Instructions for the task. Copy the data exactly, keeping every line intact.

Input.
use std::path::Path;

use crate::error::{ConfigError, EngineError, EngineResult};

use super::types::ConfigFile;

/// Loads a TOML or JSON config file; the extension picks the format.
///
/// # Errors
///
/// Returns an error when the file cannot be read or parsed, or has an
/// unsupported extension.
pub fn load_config(path: &Path) -> EngineResult<ConfigFile> {
    let content = std::fs::read_to_string(path).map_err(|err| {
        EngineError::config(ConfigError::ReadConfig {
            path: path.to_path_buf(),
            source: err,
        })
    })?;
    match path.extension().and_then(|ext| ext.to_str()) {
        Some("toml") => toml::from_str(&content).map_err(|err| {
            EngineError::config(ConfigError::ParseToml {
                path: path.to_path_buf(),
                source: err,
            })
        }),
        Some("json") => serde_json::from_str(&content).map_err(|err| {
            EngineError::config(ConfigError::ParseJson {
                path: path.to_path_buf(),
                source: err,
            })
        }),
        Some(ext) => Err(EngineError::config(ConfigError::UnsupportedExtension {
            ext: ext.to_owned(),
        })),
        None => Err(EngineError::config(ConfigError::MissingExtension)),
    }
}
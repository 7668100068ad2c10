use crate::config::{DurationValue, parse_duration_value, parse_header};

pub(super) fn parse_duration_arg(s: &str) -> Result<DurationValue, String> {
    parse_duration_value(s).map_err(|err| err.to_string())?;
    Ok(DurationValue::Text(s.trim().to_owned()))
}

pub(super) fn parse_header_arg(s: &str) -> Result<String, String> {
    parse_header(s).map_err(|err| err.to_string())?;
    Ok(s.to_owned())
}

pub(super) fn parse_rate_arg(s: &str) -> Result<f64, String> {
    let value: f64 = s
        .trim()
        .parse()
        .map_err(|err| format!("Invalid rate '{}': {}", s, err))?;
    if !value.is_finite() || value < 0.0 {
        return Err(format!("Invalid rate '{}'. Use a finite number >= 0.", s));
    }
    Ok(value)
}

Result of this task.
use std::path::Path;

use crate::error::{ConfigError, EngineError, EngineResult};

use super::types::ConfigFile;

/// Loads a TOML or JSON config file; the extension picks the format.
///
/// # Errors
///
/// Returns an error when the file cannot be read or parsed, or has an
/// unsupported extension.
pub fn load_config(path: &Path) -> EngineResult<ConfigFile> {
    let content = std::fs::read_to_string(path).map_err(|err| {
        EngineError::config(ConfigError::ReadConfig {
            path: path.to_path_buf(),
            source: err,
        })
    })?;
    match path.extension().and_then(|ext| ext.to_str()) {
        Some("toml") => toml::from_str(&content).map_err(|err| {
            EngineError::config(ConfigError::ParseToml {
                path: path.to_path_buf(),
                source: err,
            })
        }),
        Some("json") => serde_json::from_str(&content).map_err(|err| {
            EngineError::config(ConfigError::ParseJson {
                path: path.to_path_buf(),
                source: err,
            })
        }),
        Some(ext) => Err(EngineError::config(ConfigError::UnsupportedExtension {
            ext: ext.to_owned(),
        })),
        None => Err(EngineError::config(ConfigError::MissingExtension)),
    }
}
repository 7668100068ad2c10
use crate::config::{DurationValue, parse_duration_value, parse_header};

pub(super) fn parse_duration_arg(s: &str) -> Result<DurationValue, String> {
    parse_duration_value(s).map_err(|err| err.to_string())?;
    Ok(DurationValue::Text(s.trim().to_owned()))
}

pub(super) fn parse_header_arg(s: &str) -> Result<String, String> {
    parse_header(s).map_err(|err| err.to_string())?;
    Ok(s.to_owned())
}

pub(super) fn parse_rate_arg(s: &str) -> Result<f64, String> {
    let value: f64 = s
        .trim()
        .parse()
        .map_err(|err| format!("Invalid rate '{}': {}", s, err))?;
    if !value.is_finite() || value < 0.0 {
        return Err(format!("Invalid rate '{}'. Use a finite number >= 0.", s));
    }
    Ok(value)
}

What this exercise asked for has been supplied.